··· Material for the task ···

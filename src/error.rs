//! Error types for Tether.

use thiserror::Error;

/// Primary error type for all Tether operations.
#[derive(Error, Debug)]
pub enum TetherError {
    #[error("Configuration error: {0}")]
    Configuration(String),

    #[error("API error (status {status}): {message}")]
    Api { status: u16, message: String },

    #[error("Network error: {0}")]
    Network(#[from] reqwest::Error),

    #[error("IO error: {0}")]
    Io(#[from] std::io::Error),

    #[error("Serialization error: {0}")]
    Serialization(#[from] serde_json::Error),

    #[error("Stream error: {0}")]
    Stream(String),

    #[error("Invalid decision: {0}")]
    InvalidDecision(String),

    #[error("Invalid state: {0}")]
    InvalidState(String),
}

impl TetherError {
    /// Create an API error.
    pub fn api(status: u16, message: impl Into<String>) -> Self {
        Self::Api {
            status,
            message: message.into(),
        }
    }

    /// Whether this error was raised locally, before any network call.
    pub fn is_local(&self) -> bool {
        matches!(
            self,
            Self::Configuration(_) | Self::InvalidDecision(_) | Self::InvalidState(_)
        )
    }
}
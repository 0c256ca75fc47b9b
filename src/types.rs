//! Core data model: runs, conversation messages, tool events, interrupts.

use chrono::{DateTime, Utc};
use serde::{Deserialize, Serialize};
use uuid::Uuid;

/// Unique run identifier, assigned by the server when a run starts.
pub type RunId = Uuid;

/// Identifier grouping one user prompt with its agent reply.
pub type TurnId = Uuid;

/// Run lifecycle status. Transitions are server-authoritative; the client
/// only ever assigns `Running` as an optimistic default.
#[derive(Debug, Clone, Copy, Serialize, Deserialize, PartialEq, Eq, strum::Display)]
#[serde(rename_all = "snake_case")]
#[strum(serialize_all = "snake_case")]
pub enum RunStatus {
    Queued,
    Running,
    AwaitingApproval,
    Completed,
    Failed,
    Cancelled,
}

impl RunStatus {
    /// A terminal status never transitions again.
    pub fn is_terminal(self) -> bool {
        matches!(self, Self::Completed | Self::Failed | Self::Cancelled)
    }

    /// Whether the run is still (or about to be) producing events.
    pub fn is_active(self) -> bool {
        matches!(self, Self::Queued | Self::Running)
    }
}

/// Who authored a conversation message.
#[derive(Debug, Clone, Copy, Serialize, Deserialize, PartialEq, Eq)]
#[serde(rename_all = "snake_case")]
pub enum Sender {
    User,
    Agent,
}

/// Tool event status within a message.
#[derive(Debug, Clone, Copy, Serialize, Deserialize, PartialEq, Eq)]
#[serde(rename_all = "snake_case")]
pub enum ToolEventStatus {
    Running,
    Completed,
    Error,
}

/// One tool invocation observed on the stream.
#[derive(Debug, Clone, Serialize, Deserialize, PartialEq)]
pub struct ToolEvent {
    pub id: String,
    pub name: String,
    pub status: ToolEventStatus,
    pub started_at: DateTime<Utc>,
    #[serde(default, skip_serializing_if = "Option::is_none")]
    pub finished_at: Option<DateTime<Utc>>,
    #[serde(default, skip_serializing_if = "Option::is_none")]
    pub summary: Option<String>,
    #[serde(default, skip_serializing_if = "Vec::is_empty")]
    pub output_files: Vec<String>,
}

impl ToolEvent {
    /// Open a new running tool event.
    pub fn running(id: impl Into<String>, name: impl Into<String>) -> Self {
        Self {
            id: id.into(),
            name: name.into(),
            status: ToolEventStatus::Running,
            started_at: Utc::now(),
            finished_at: None,
            summary: None,
            output_files: Vec::new(),
        }
    }
}

/// Decision kinds a human can submit for a pending interrupt.
#[derive(Debug, Clone, Copy, Serialize, Deserialize, PartialEq, Eq, strum::Display)]
#[serde(rename_all = "snake_case")]
#[strum(serialize_all = "snake_case")]
pub enum DecisionKind {
    Approve,
    Edit,
    Reject,
}

impl DecisionKind {
    /// All decisions, in the order the server advertises them.
    pub fn all() -> Vec<DecisionKind> {
        vec![Self::Approve, Self::Edit, Self::Reject]
    }
}

/// A tool action the server has paused on, awaiting a human decision.
#[derive(Debug, Clone, Serialize, Deserialize, PartialEq)]
pub struct ActionRequest {
    pub name: String,
    #[serde(default)]
    pub args: serde_json::Value,
    /// Empty means the server did not constrain decisions (all allowed).
    #[serde(default)]
    pub allowed_decisions: Vec<DecisionKind>,
}

impl ActionRequest {
    /// Decisions permitted for this action; default-allow when unadvertised.
    pub fn effective_decisions(&self) -> Vec<DecisionKind> {
        if self.allowed_decisions.is_empty() {
            DecisionKind::all()
        } else {
            self.allowed_decisions.clone()
        }
    }
}

/// Server-side review policy for an interrupted tool.
#[derive(Debug, Clone, Serialize, Deserialize, PartialEq)]
pub struct ReviewConfig {
    pub tool: String,
    #[serde(default)]
    pub allowed_decisions: Vec<DecisionKind>,
}

/// Attached to a message while its run is `AwaitingApproval`; cleared as soon
/// as new tool or token activity resumes or a decision is submitted.
#[derive(Debug, Clone, Serialize, Deserialize, PartialEq, Default)]
pub struct PendingInterrupt {
    #[serde(default)]
    pub action_requests: Vec<ActionRequest>,
    #[serde(default)]
    pub review_configs: Vec<ReviewConfig>,
}

/// Run-policy and interrupt metadata carried on an agent message.
#[derive(Debug, Clone, Serialize, Deserialize, PartialEq, Default)]
pub struct MessageMetadata {
    #[serde(default, skip_serializing_if = "Option::is_none")]
    pub skill: Option<String>,
    #[serde(default, skip_serializing_if = "Option::is_none")]
    pub requires_artifacts: Option<bool>,
    #[serde(default, skip_serializing_if = "Option::is_none")]
    pub pending_interrupt: Option<PendingInterrupt>,
}

impl MessageMetadata {
    pub fn is_empty(&self) -> bool {
        self.skill.is_none() && self.requires_artifacts.is_none() && self.pending_interrupt.is_none()
    }
}

/// A turn-scoped unit of conversation.
///
/// The `id` is either a durable identifier (after persistence) or a transient
/// placeholder of the form `agent-<run_id>`; both are treated as equivalent
/// once persistence round-trips.
#[derive(Debug, Clone, Serialize, Deserialize, PartialEq)]
pub struct ConversationMessage {
    pub id: String,
    pub conversation_id: String,
    pub sender: Sender,
    pub text: String,
    #[serde(default, skip_serializing_if = "Option::is_none")]
    pub thinking_text: Option<String>,
    #[serde(default, skip_serializing_if = "Vec::is_empty")]
    pub tool_events: Vec<ToolEvent>,
    #[serde(default, skip_serializing_if = "Option::is_none")]
    pub turn_id: Option<TurnId>,
    #[serde(default, skip_serializing_if = "Option::is_none")]
    pub run_id: Option<RunId>,
    #[serde(default, skip_serializing_if = "Option::is_none")]
    pub status: Option<RunStatus>,
    #[serde(default, skip_serializing_if = "Option::is_none")]
    pub metadata: Option<MessageMetadata>,
    pub created_at: DateTime<Utc>,
    pub updated_at: DateTime<Utc>,
}

impl ConversationMessage {
    /// A fresh agent placeholder standing in for an in-flight run.
    pub fn agent_placeholder(
        conversation_id: impl Into<String>,
        run_id: RunId,
        turn_id: TurnId,
    ) -> Self {
        let now = Utc::now();
        Self {
            id: placeholder_id(run_id),
            conversation_id: conversation_id.into(),
            sender: Sender::Agent,
            text: String::new(),
            thinking_text: None,
            tool_events: Vec::new(),
            turn_id: Some(turn_id),
            run_id: Some(run_id),
            status: Some(RunStatus::Running),
            metadata: None,
            created_at: now,
            updated_at: now,
        }
    }

    /// Whether nothing has streamed into this message yet.
    pub fn is_empty_placeholder(&self) -> bool {
        self.text.is_empty()
            && self.thinking_text.as_deref().unwrap_or_default().is_empty()
            && self.tool_events.is_empty()
    }

    /// The run this message belongs to, from explicit metadata first and the
    /// embedded placeholder id as the bootstrap fallback.
    pub fn run(&self) -> Option<RunId> {
        self.run_id.or_else(|| parse_placeholder_id(&self.id))
    }
}

/// Client-side shadow of a run needed to resume it after a reload.
#[derive(Debug, Clone, Serialize, Deserialize, PartialEq)]
pub struct ActiveRunInfo {
    pub run_id: RunId,
    pub conversation_id: String,
    pub workspace_id: String,
    pub persona: String,
    pub turn_id: TurnId,
    pub placeholder_id: String,
    pub status: RunStatus,
}

/// Encode the transient placeholder message id for a run.
pub fn placeholder_id(run_id: RunId) -> String {
    format!("agent-{run_id}")
}

/// Parse a run id back out of a placeholder message id.
pub fn parse_placeholder_id(id: &str) -> Option<RunId> {
    id.strip_prefix("agent-")
        .and_then(|raw| Uuid::parse_str(raw).ok())
}
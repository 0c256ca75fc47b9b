//! Stream Session: the lifecycle of one live event stream.
//!
//! At most one session exists per conversation; opening a replacement aborts
//! the old one synchronously, before the new stream is requested. A session
//! owns its abort token and unconditionally runs teardown on every exit path.

use std::sync::atomic::{AtomicBool, Ordering};
use std::sync::Arc;

use futures::StreamExt;
use tokio_util::sync::CancellationToken;

use crate::types::{ActiveRunInfo, RunId, RunStatus};

use super::dispatch::{dispatch_event, SessionProgress};
use super::{EngineEvent, EngineInner};

pub(crate) struct SessionHandle {
    pub seq: u64,
    pub run_id: RunId,
    pub cancel: CancellationToken,
    pub stop_requested: Arc<AtomicBool>,
}

/// Materialize the placeholder, bind the coalescer, replace any existing
/// session for the conversation, and spawn the stream consumer.
pub(crate) fn open_session(
    inner: &Arc<EngineInner>,
    info: ActiveRunInfo,
    prompt: Option<String>,
    reset_text: bool,
) {
    let bound = inner.materializer.ensure_placeholder(
        &info.conversation_id,
        &info.placeholder_id,
        info.turn_id,
        reset_text,
    );
    inner.coalescer.bind(&info.conversation_id, &bound, prompt);

    let seq = inner.session_seq.fetch_add(1, Ordering::Relaxed) + 1;
    let cancel = inner.shutdown.child_token();
    let stop_requested = Arc::new(AtomicBool::new(false));
    let handle = SessionHandle {
        seq,
        run_id: info.run_id,
        cancel: cancel.clone(),
        stop_requested: Arc::clone(&stop_requested),
    };
    {
        let mut sessions = inner.sessions.lock().unwrap_or_else(|e| e.into_inner());
        if let Some(old) = sessions.remove(&info.conversation_id) {
            old.cancel.cancel();
        }
        sessions.insert(info.conversation_id.clone(), handle);
    }

    let inner = Arc::clone(inner);
    tokio::spawn(async move {
        run_session(inner, info, cancel, stop_requested, seq).await;
    });
}

async fn run_session(
    inner: Arc<EngineInner>,
    info: ActiveRunInfo,
    cancel: CancellationToken,
    stop_requested: Arc<AtomicBool>,
    seq: u64,
) {
    tracing::debug!(run_id = %info.run_id, conversation_id = %info.conversation_id, "session opened");
    spawn_workspace_poll(&inner, &info, &cancel);

    let mut progress = SessionProgress::default();
    let mut aborted = false;
    let mut stream_failure: Option<String> = None;

    match inner.transport.open_stream(info.run_id).await {
        Ok(mut stream) => loop {
            tokio::select! {
                _ = cancel.cancelled() => {
                    aborted = true;
                    break;
                }
                event = stream.next() => match event {
                    Some(Ok(event)) => dispatch_event(&inner, &info, &mut progress, event),
                    Some(Err(err)) => {
                        stream_failure = Some(err.to_string());
                        break;
                    }
                    None => break,
                },
            }
        },
        Err(err) => {
            stream_failure = Some(err.to_string());
        }
    }

    // Stops the workspace poll on natural exit too.
    cancel.cancel();
    let stop = stop_requested.load(Ordering::Relaxed);
    finalize_session(&inner, &info, aborted, stop, stream_failure, &progress, seq).await;
}

async fn finalize_session(
    inner: &Arc<EngineInner>,
    info: &ActiveRunInfo,
    aborted: bool,
    stop_requested: bool,
    stream_failure: Option<String>,
    progress: &SessionProgress,
    seq: u64,
) {
    let conversation_id = info.conversation_id.as_str();
    inner.flush_conversation(conversation_id);

    if aborted {
        let marker = if stop_requested {
            "\n[Stopped by user]"
        } else {
            "\n[Stream cancelled]"
        };
        inner.materializer.update_by_run(conversation_id, info.run_id, |m| {
            m.text.push_str(marker);
        });
    } else if let Some(reason) = &stream_failure {
        tracing::warn!(run_id = %info.run_id, %reason, "stream failed");
        inner.materializer.update_by_run(conversation_id, info.run_id, |m| {
            m.text.push_str("\n[Stream failed]");
        });
    }

    let final_status = resolve_final_status(
        inner,
        info,
        aborted,
        stop_requested,
        stream_failure.is_some(),
        progress,
    )
    .await;

    inner.materializer.update_by_run(conversation_id, info.run_id, |m| {
        m.status = Some(final_status);
        if final_status.is_terminal() {
            if let Some(metadata) = m.metadata.as_mut() {
                metadata.pending_interrupt = None;
            }
        }
    });

    let mut final_info = info.clone();
    final_info.status = final_status;
    if let Err(err) = inner
        .persister
        .persist(
            &inner.store,
            &inner.materializer,
            &inner.coalescer,
            &final_info,
            Some(final_status),
        )
        .await
    {
        tracing::warn!(run_id = %info.run_id, %err, "final checkpoint failed");
    }

    if final_status.is_terminal() {
        inner.registry.remove(info.run_id);
        inner.persister.forget(info.run_id);
    } else {
        inner.registry.register(final_info);
    }

    // Only tear down the map entry if it is still ours; a replacement session
    // may already have taken the slot.
    {
        let mut sessions = inner.sessions.lock().unwrap_or_else(|e| e.into_inner());
        if sessions.get(conversation_id).is_some_and(|h| h.seq == seq) {
            sessions.remove(conversation_id);
            inner.coalescer.unbind(conversation_id);
        }
    }

    tracing::debug!(run_id = %info.run_id, status = %final_status, "session closed");
    inner.emit(EngineEvent::RunFinished {
        conversation_id: conversation_id.to_string(),
        run_id: info.run_id,
        status: final_status,
    });
    inner.emit(EngineEvent::MessagesUpdated {
        conversation_id: conversation_id.to_string(),
    });
}

/// The stream's termination reason is a hint; fetch authoritative status once
/// and let it win unless the server is still catching up to a local abort.
///
/// Only a user-requested stop may coerce an active run to `Cancelled`. Any
/// other abort (engine shutdown, session replacement) leaves a still-running
/// run non-terminal so it stays registered and resumable.
async fn resolve_final_status(
    inner: &Arc<EngineInner>,
    info: &ActiveRunInfo,
    aborted: bool,
    stop_requested: bool,
    failed: bool,
    progress: &SessionProgress,
) -> RunStatus {
    let hinted = if stop_requested {
        RunStatus::Cancelled
    } else if aborted {
        RunStatus::Running
    } else if failed {
        RunStatus::Failed
    } else {
        RunStatus::Completed
    };
    match inner.transport.run_status(info.run_id).await {
        Ok(status) if status.is_terminal() || status == RunStatus::AwaitingApproval => status,
        Ok(status) => {
            // Server still reports the run active. After a user stop that is
            // just cancellation lag; after a clean close with a completion
            // hint, trust the hint. Any other abort keeps the server's word.
            if stop_requested || progress.saw_done {
                hinted
            } else {
                status
            }
        }
        Err(err) => {
            tracing::warn!(run_id = %info.run_id, %err, "status fetch failed, using stream hint");
            hinted
        }
    }
}

fn spawn_workspace_poll(
    inner: &Arc<EngineInner>,
    info: &ActiveRunInfo,
    cancel: &CancellationToken,
) {
    let Some(watcher) = inner.watcher.get() else {
        return;
    };
    if info.workspace_id.is_empty() {
        return;
    }
    let watcher = Arc::clone(watcher);
    let workspace_id = info.workspace_id.clone();
    let token = cancel.clone();
    let interval = inner.config.workspace_poll_interval;
    tokio::spawn(async move {
        let mut ticker = tokio::time::interval(interval);
        ticker.set_missed_tick_behavior(tokio::time::MissedTickBehavior::Skip);
        ticker.tick().await; // the immediate first tick
        loop {
            tokio::select! {
                _ = token.cancelled() => break,
                _ = ticker.tick() => watcher.refresh(&workspace_id).await,
            }
        }
    });
}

···

In the records, locate each line holding the string "reason" and copy it.

Completed exercise:
    } else if let Some(reason) = &stream_failure {
        tracing::warn!(run_id = %info.run_id, %reason, "stream failed");
/// The stream's termination reason is a hint; fetch authoritative status once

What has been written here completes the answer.